** About this exercise **
First find the line with "pub enum RecordUpdate" in the entries below, then set down exactly every line through the line with "pub struct BatchOutcome", that line included.

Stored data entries
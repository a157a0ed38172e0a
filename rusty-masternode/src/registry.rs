//! The authoritative set of known masternodes.
//!
//! One mutex guards the records and every secondary index, so a reader never
//! sees an index that disagrees with the record table.

use std::collections::{BTreeSet, HashMap};
use std::net::SocketAddr;
use std::sync::{Mutex, MutexGuard, PoisonError};

use log::debug;
use rusty_shared_types::{Hash, MasternodeID, MasternodeRecord, MasternodeStatus, PublicKey};

use crate::error::MasternodeError;

#[derive(Debug, Default)]
struct RegistryState {
    records: HashMap<MasternodeID, MasternodeRecord>,
    by_service_key: HashMap<PublicKey, BTreeSet<MasternodeID>>,
    by_payee_script: HashMap<Vec<u8>, BTreeSet<MasternodeID>>,
}

impl RegistryState {
    fn insert(&mut self, record: MasternodeRecord) {
        let id = record.collateral.clone();
        self.by_service_key.entry(record.service_pubkey).or_default().insert(id.clone());
        self.by_payee_script.entry(record.payee_script()).or_default().insert(id.clone());
        self.records.insert(id, record);
    }

    fn remove(&mut self, id: &MasternodeID) -> Option<MasternodeRecord> {
        let record = self.records.remove(id)?;
        unindex(&mut self.by_service_key, &record.service_pubkey, id);
        unindex(&mut self.by_payee_script, &record.payee_script(), id);
        Some(record)
    }

    fn first_indexed<K>(&self, index: &HashMap<K, BTreeSet<MasternodeID>>, key: &K) -> Option<MasternodeRecord>
    where
        K: std::hash::Hash + Eq,
    {
        index
            .get(key)
            .and_then(|ids| ids.iter().next())
            .and_then(|id| self.records.get(id))
            .cloned()
    }
}

fn unindex<K>(index: &mut HashMap<K, BTreeSet<MasternodeID>>, key: &K, id: &MasternodeID)
where
    K: std::hash::Hash + Eq,
{
    if let Some(ids) = index.get_mut(key) {
        ids.remove(id);
        if ids.is_empty() {
            index.remove(key);
        }
    }
}

/// A change computed from a snapshot, applied later in one batch.
///
/// Each variant carries what was observed in the snapshot; the change is
/// skipped if the record moved on in the meantime.
#[derive(Debug, Clone, PartialEq, Eq)]
pub enum RecordUpdate {
    Status {
        id: MasternodeID,
        status: MasternodeStatus,
        at: u64,
        observed_sig_time: u64,
        observed_ping_time: Option<u64>,
    },
    RemoveTerminal {
        id: MasternodeID,
        status_since: u64,
    },
}

#[derive(Debug, Default)]
pub struct BatchOutcome {
    pub status_changes: Vec<(MasternodeID, MasternodeStatus, MasternodeStatus)>,
    pub removed: Vec<MasternodeRecord>,
}

/// Immutable point-in-time copy of the registry, sorted by collateral.
#[derive(Debug, Clone, Default)]
pub struct RegistrySnapshot {
    records: Vec<MasternodeRecord>,
}

impl RegistrySnapshot {
    pub fn new(mut records: Vec<MasternodeRecord>) -> Self {
        records.sort_by(|a, b| a.collateral.cmp(&b.collateral));
        Self { records }
    }

    pub fn records(&self) -> &[MasternodeRecord] {
        &self.records
    }

    pub fn iter(&self) -> impl Iterator<Item = &MasternodeRecord> {
        self.records.iter()
    }

    pub fn get(&self, id: &MasternodeID) -> Option<&MasternodeRecord> {
        self.records
            .binary_search_by(|record| record.collateral.cmp(id))
            .ok()
            .map(|index| &self.records[index])
    }

    pub fn at_addr<'a>(&'a self, addr: &'a SocketAddr) -> impl Iterator<Item = &'a MasternodeRecord> + 'a {
        self.records.iter().filter(move |record| record.service_addr == *addr)
    }

    pub fn len(&self) -> usize {
        self.records.len()
    }

    pub fn is_empty(&self) -> bool {
        self.records.is_empty()
    }

    pub fn into_records(self) -> Vec<MasternodeRecord> {
        self.records
    }
}

/// Masternode registry owned by the node context and shared through `Arc`.
#[derive(Debug, Default)]
pub struct MasternodeRegistry {
    state: Mutex<RegistryState>,
}

impl MasternodeRegistry {
    pub fn new() -> Self {
        Self::default()
    }

    fn lock(&self) -> MutexGuard<'_, RegistryState> {
        self.state.lock().unwrap_or_else(PoisonError::into_inner)
    }

    /// Inserts a new record; fails if the collateral is already registered.
    pub fn add(&self, record: MasternodeRecord) -> Result<(), MasternodeError> {
        let mut state = self.lock();
        if state.records.contains_key(&record.collateral) {
            return Err(MasternodeError::DuplicateEntry);
        }
        state.insert(record);
        Ok(())
    }

    /// Atomically updates the existing record or inserts `make()` when absent.
    ///
    /// Returns `true` when a new record was inserted.
    pub fn upsert<M, F>(&self, id: &MasternodeID, make: M, update: F) -> Result<bool, MasternodeError>
    where
        M: FnOnce() -> MasternodeRecord,
        F: FnOnce(&mut MasternodeRecord) -> Result<(), MasternodeError>,
    {
        let mut state = self.lock();
        match state.remove(id) {
            Some(mut record) => {
                let result = update(&mut record);
                state.insert(record);
                result.map(|_| false)
            }
            None => {
                state.insert(make());
                Ok(true)
            }
        }
    }

    /// Runs `f` on the record under the lock, re-indexing afterwards.
    pub fn update<F, R>(&self, id: &MasternodeID, f: F) -> Option<R>
    where
        F: FnOnce(&mut MasternodeRecord) -> R,
    {
        let mut state = self.lock();
        let mut record = state.remove(id)?;
        let result = f(&mut record);
        debug_assert_eq!(&record.collateral, id);
        state.insert(record);
        Some(result)
    }

    /// Runs `f` on every record under one lock acquisition.
    pub fn update_all<F>(&self, mut f: F)
    where
        F: FnMut(&mut MasternodeRecord),
    {
        let mut state = self.lock();
        // Only non-indexed fields may change here.
        for record in state.records.values_mut() {
            f(record);
        }
    }

    pub fn remove(&self, id: &MasternodeID) -> Option<MasternodeRecord> {
        self.lock().remove(id)
    }

    /// Applies a batch of snapshot-derived changes in one critical section.
    pub fn apply_batch(&self, updates: Vec<RecordUpdate>) -> BatchOutcome {
        let mut outcome = BatchOutcome::default();
        let mut state = self.lock();
        for update in updates {
            match update {
                RecordUpdate::Status { id, status, at, observed_sig_time, observed_ping_time } => {
                    let Some(record) = state.records.get_mut(&id) else { continue };
                    if record.sig_time != observed_sig_time || record.last_ping_time() != observed_ping_time {
                        debug!("Skipping status update for {}, record changed since snapshot", id);
                        continue;
                    }
                    if record.status == MasternodeStatus::OutpointSpent {
                        continue;
                    }
                    let previous = record.status;
                    if previous != status {
                        record.set_status(status, at);
                        outcome.status_changes.push((id, previous, status));
                    }
                }
                RecordUpdate::RemoveTerminal { id, status_since } => {
                    let still_terminal = state
                        .records
                        .get(&id)
                        .map_or(false, |r| r.status.is_terminal() && r.status_since == status_since);
                    if still_terminal {
                        if let Some(record) = state.remove(&id) {
                            outcome.removed.push(record);
                        }
                    }
                }
            }
        }
        outcome
    }

    /// Replaces the whole content, e.g. after loading a cache.
    pub fn replace_all(&self, records: Vec<MasternodeRecord>) {
        let mut state = self.lock();
        *state = RegistryState::default();
        for record in records {
            state.insert(record);
        }
    }

    pub fn clear(&self) {
        *self.lock() = RegistryState::default();
    }

    pub fn find_by_collateral(&self, id: &MasternodeID) -> Option<MasternodeRecord> {
        self.lock().records.get(id).cloned()
    }

    /// First record (by collateral order) announcing this service key.
    pub fn find_by_service_key(&self, service_pubkey: &PublicKey) -> Option<MasternodeRecord> {
        let state = self.lock();
        state.first_indexed(&state.by_service_key, service_pubkey)
    }

    pub fn find_by_payee_script(&self, script: &[u8]) -> Option<MasternodeRecord> {
        let state = self.lock();
        state.first_indexed(&state.by_payee_script, &script.to_vec())
    }

    pub fn contains(&self, id: &MasternodeID) -> bool {
        self.lock().records.contains_key(id)
    }

    pub fn len(&self) -> usize {
        self.lock().records.len()
    }

    pub fn is_empty(&self) -> bool {
        self.lock().records.is_empty()
    }

    /// Records announcing at least `min_protocol_version`.
    pub fn count(&self, min_protocol_version: u32) -> usize {
        self.lock()
            .records
            .values()
            .filter(|r| r.protocol_version >= min_protocol_version)
            .count()
    }

    pub fn count_enabled(&self, min_protocol_version: u32) -> usize {
        self.lock()
            .records
            .values()
            .filter(|r| r.is_enabled() && r.protocol_version >= min_protocol_version)
            .count()
    }

    /// Governance objects any record has voted on.
    pub fn governance_vote_hashes(&self) -> BTreeSet<Hash> {
        self.lock()
            .records
            .values()
            .flat_map(|r| r.governance_votes.keys().copied())
            .collect()
    }

    pub fn snapshot(&self) -> RegistrySnapshot {
        let records: Vec<MasternodeRecord> = self.lock().records.values().cloned().collect();
        RegistrySnapshot::new(records)
    }
}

** Task response **
pub enum RecordUpdate {
    Status {
        id: MasternodeID,
        status: MasternodeStatus,
        at: u64,
        observed_sig_time: u64,
        observed_ping_time: Option<u64>,
    },
    RemoveTerminal {
        id: MasternodeID,
        status_since: u64,
    },
}

#[derive(Debug, Default)]
pub struct BatchOutcome {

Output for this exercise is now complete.